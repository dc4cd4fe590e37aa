//! Name resolution and validation from syntax tree to [`Schema`].

use rustc_hash::FxHashMap;
use weave_common::Span;
use weave_derive::{Hook, Ty, Value};

use crate::ast::{Decl, FieldDecl, Literal, Name, ProductKind, SourceFile, TypeRef, VariantDecl};
use crate::error::SchemaError;
use crate::schema::{CapabilityDecl, DeriveDecl, InstanceDecl, Schema};
use crate::universe::{FieldDef, TypeDef, TypeKind, VariantDef};

pub fn lower(file: &SourceFile) -> Result<Schema, SchemaError> {
    let mut lowerer = Lowerer::default();
    lowerer.declare_names(file)?;

    let mut schema = Schema::default();
    for decl in &file.decls {
        match decl {
            Decl::Opaque { name, params, .. } => schema.universe.insert(TypeDef {
                name: name.text.clone(),
                params: texts(params),
                kind: TypeKind::Opaque,
                span: name.span,
            }),
            Decl::Object { name, .. } => schema.universe.insert(TypeDef {
                name: name.text.clone(),
                params: Vec::new(),
                kind: TypeKind::Object,
                span: name.span,
            }),
            Decl::Product {
                kind,
                name,
                params,
                fields,
                ..
            } => {
                if *kind == ProductKind::Newtype && fields.len() != 1 {
                    return Err(SchemaError::NewtypeFieldCount {
                        name: name.text.clone(),
                        found: fields.len(),
                        span: name.span,
                    });
                }
                let fields = lowerer.fields(fields, params)?;
                schema.universe.insert(TypeDef {
                    name: name.text.clone(),
                    params: texts(params),
                    kind: TypeKind::Product {
                        wrapper: *kind == ProductKind::Newtype,
                        fields,
                    },
                    span: name.span,
                });
            }
            Decl::Enum {
                name,
                params,
                variants,
                ..
            } => {
                let variants = variants
                    .iter()
                    .map(|v| lowerer.variant(v, name, params))
                    .collect::<Result<Vec<_>, _>>()?;
                schema.universe.insert(TypeDef {
                    name: name.text.clone(),
                    params: texts(params),
                    kind: TypeKind::Sum { variants },
                    span: name.span,
                });
            }
            Decl::Capability { name, hooks, span } => {
                let mut lowered = Vec::new();
                for hook in hooks {
                    let hook = match hook.text.as_str() {
                        "combine" => Hook::Combine,
                        "dispatch" => Hook::Dispatch,
                        _ => {
                            return Err(SchemaError::UnknownHook {
                                name: hook.text.clone(),
                                span: hook.span,
                            })
                        }
                    };
                    if !lowered.contains(&hook) {
                        lowered.push(hook);
                    }
                }
                schema.capabilities.push(CapabilityDecl {
                    name: name.text.clone(),
                    hooks: lowered,
                    span: *span,
                });
            }
            Decl::Instance {
                capability,
                ty,
                requires,
                span,
            } => {
                lowerer.check_capability(capability)?;
                schema.instances.push(InstanceDecl {
                    capability: capability.text.clone(),
                    pattern: lowerer.ty(ty, &[])?,
                    requires: requires
                        .iter()
                        .map(|r| lowerer.ty(r, &[]))
                        .collect::<Result<_, _>>()?,
                    span: *span,
                });
            }
            Decl::Derive {
                capability,
                ty,
                span,
            } => {
                lowerer.check_capability(capability)?;
                schema.derives.push(DeriveDecl {
                    capability: capability.text.clone(),
                    ty: lowerer.ty(ty, &[])?,
                    span: *span,
                });
            }
        }
    }
    Ok(schema)
}

#[derive(Default)]
struct Lowerer {
    /// Type and variant names to (arity, declaring span).
    arities: FxHashMap<String, (usize, Span)>,
    capabilities: FxHashMap<String, Span>,
}

impl Lowerer {
    /// First pass: every type, variant and capability name, so references
    /// may point forward.
    fn declare_names(&mut self, file: &SourceFile) -> Result<(), SchemaError> {
        for decl in &file.decls {
            match decl {
                Decl::Opaque { name, params, .. }
                | Decl::Product { name, params, .. } => self.declare_type(name, params.len())?,
                Decl::Object { name, .. } => self.declare_type(name, 0)?,
                Decl::Enum {
                    name,
                    params,
                    variants,
                    ..
                } => {
                    self.declare_type(name, params.len())?;
                    for variant in variants {
                        self.declare_type(&variant.name, params.len())?;
                    }
                }
                Decl::Capability { name, .. } => {
                    if let Some(previous) = self.capabilities.insert(name.text.clone(), name.span) {
                        return Err(SchemaError::DuplicateName {
                            name: name.text.clone(),
                            span: name.span,
                            previous,
                        });
                    }
                }
                Decl::Instance { .. } | Decl::Derive { .. } => {}
            }
        }
        Ok(())
    }

    fn declare_type(&mut self, name: &Name, arity: usize) -> Result<(), SchemaError> {
        match self.arities.get(&name.text) {
            Some(&(_, previous)) => Err(SchemaError::DuplicateName {
                name: name.text.clone(),
                span: name.span,
                previous,
            }),
            None => {
                self.arities.insert(name.text.clone(), (arity, name.span));
                Ok(())
            }
        }
    }

    fn check_capability(&self, name: &Name) -> Result<(), SchemaError> {
        if self.capabilities.contains_key(&name.text) {
            Ok(())
        } else {
            Err(SchemaError::UnknownCapability {
                name: name.text.clone(),
                span: name.span,
            })
        }
    }

    /// Lower a written type. Names in `params` stay as parameters; names
    /// declared nowhere are kept and later describe as opaque.
    fn ty(&self, ty: &TypeRef, params: &[Name]) -> Result<Ty, SchemaError> {
        let name = &ty.name.text;
        let expected = if params.iter().any(|p| &p.text == name) {
            Some(0)
        } else {
            self.arities.get(name).map(|&(arity, _)| arity)
        };
        if let Some(expected) = expected {
            if expected != ty.args.len() {
                return Err(SchemaError::WrongArity {
                    name: name.clone(),
                    expected,
                    found: ty.args.len(),
                    span: ty.span,
                });
            }
        }
        let args = ty
            .args
            .iter()
            .map(|a| self.ty(a, params))
            .collect::<Result<Vec<_>, _>>()?;
        Ok(Ty::app(name.clone(), args))
    }

    fn fields(&self, fields: &[FieldDecl], params: &[Name]) -> Result<Vec<FieldDef>, SchemaError> {
        let last = fields.len().saturating_sub(1);
        fields
            .iter()
            .enumerate()
            .map(|(index, field)| {
                if field.variadic && index != last {
                    return Err(SchemaError::VariadicNotLast {
                        field: field.name.text.clone(),
                        span: field.span,
                    });
                }
                let ty = self.ty(&field.ty, params)?;
                Ok(FieldDef {
                    name: field.name.text.clone(),
                    ty,
                    variadic: field.variadic,
                    default: field.default.as_ref().map(literal_value),
                    span: field.span,
                })
            })
            .collect()
    }

    fn variant(
        &self,
        variant: &VariantDecl,
        owner: &Name,
        params: &[Name],
    ) -> Result<VariantDef, SchemaError> {
        let fields = match &variant.fields {
            Some(fields) => Some(self.fields(fields, params)?),
            None => None,
        };
        let pinned = match &variant.pinned {
            Some(pinned) => {
                if pinned.name.text != owner.text {
                    return Err(SchemaError::BadPin {
                        variant: variant.name.text.clone(),
                        expected: owner.text.clone(),
                        found: pinned.name.text.clone(),
                        span: pinned.span,
                    });
                }
                Some(self.ty(pinned, params)?)
            }
            None => None,
        };
        Ok(VariantDef {
            name: variant.name.text.clone(),
            fields,
            pinned,
            span: variant.span,
        })
    }
}

fn texts(names: &[Name]) -> Vec<String> {
    names.iter().map(|n| n.text.clone()).collect()
}

fn literal_value(literal: &Literal) -> Value {
    match literal {
        Literal::Int(i) => Value::Int(*i),
        Literal::Float(x) => Value::Float(*x),
        Literal::Str(s) => Value::str(s.clone()),
        Literal::Bool(b) => Value::Bool(*b),
        Literal::EmptyList => Value::List(Vec::new()),
    }
}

• _ACTIVITY_: Word for word, reproduce the listing from its first line through the line that has "if *kind == ProductKind::Newtype" in it, and go no further.

• _WRITTEN SOLUTION_:
repository dc4cd4fe590e37aa
//! Name resolution and validation from syntax tree to [`Schema`].

use rustc_hash::FxHashMap;
use weave_common::Span;
use weave_derive::{Hook, Ty, Value};

use crate::ast::{Decl, FieldDecl, Literal, Name, ProductKind, SourceFile, TypeRef, VariantDecl};
use crate::error::SchemaError;
use crate::schema::{CapabilityDecl, DeriveDecl, InstanceDecl, Schema};
use crate::universe::{FieldDef, TypeDef, TypeKind, VariantDef};

pub fn lower(file: &SourceFile) -> Result<Schema, SchemaError> {
    let mut lowerer = Lowerer::default();
    lowerer.declare_names(file)?;

    let mut schema = Schema::default();
    for decl in &file.decls {
        match decl {
            Decl::Opaque { name, params, .. } => schema.universe.insert(TypeDef {
                name: name.text.clone(),
                params: texts(params),
                kind: TypeKind::Opaque,
                span: name.span,
            }),
            Decl::Object { name, .. } => schema.universe.insert(TypeDef {
                name: name.text.clone(),
                params: Vec::new(),
                kind: TypeKind::Object,
                span: name.span,
            }),
            Decl::Product {
                kind,
                name,
                params,
                fields,
                ..
            } => {
                if *kind == ProductKind::Newtype && fields.len() != 1 {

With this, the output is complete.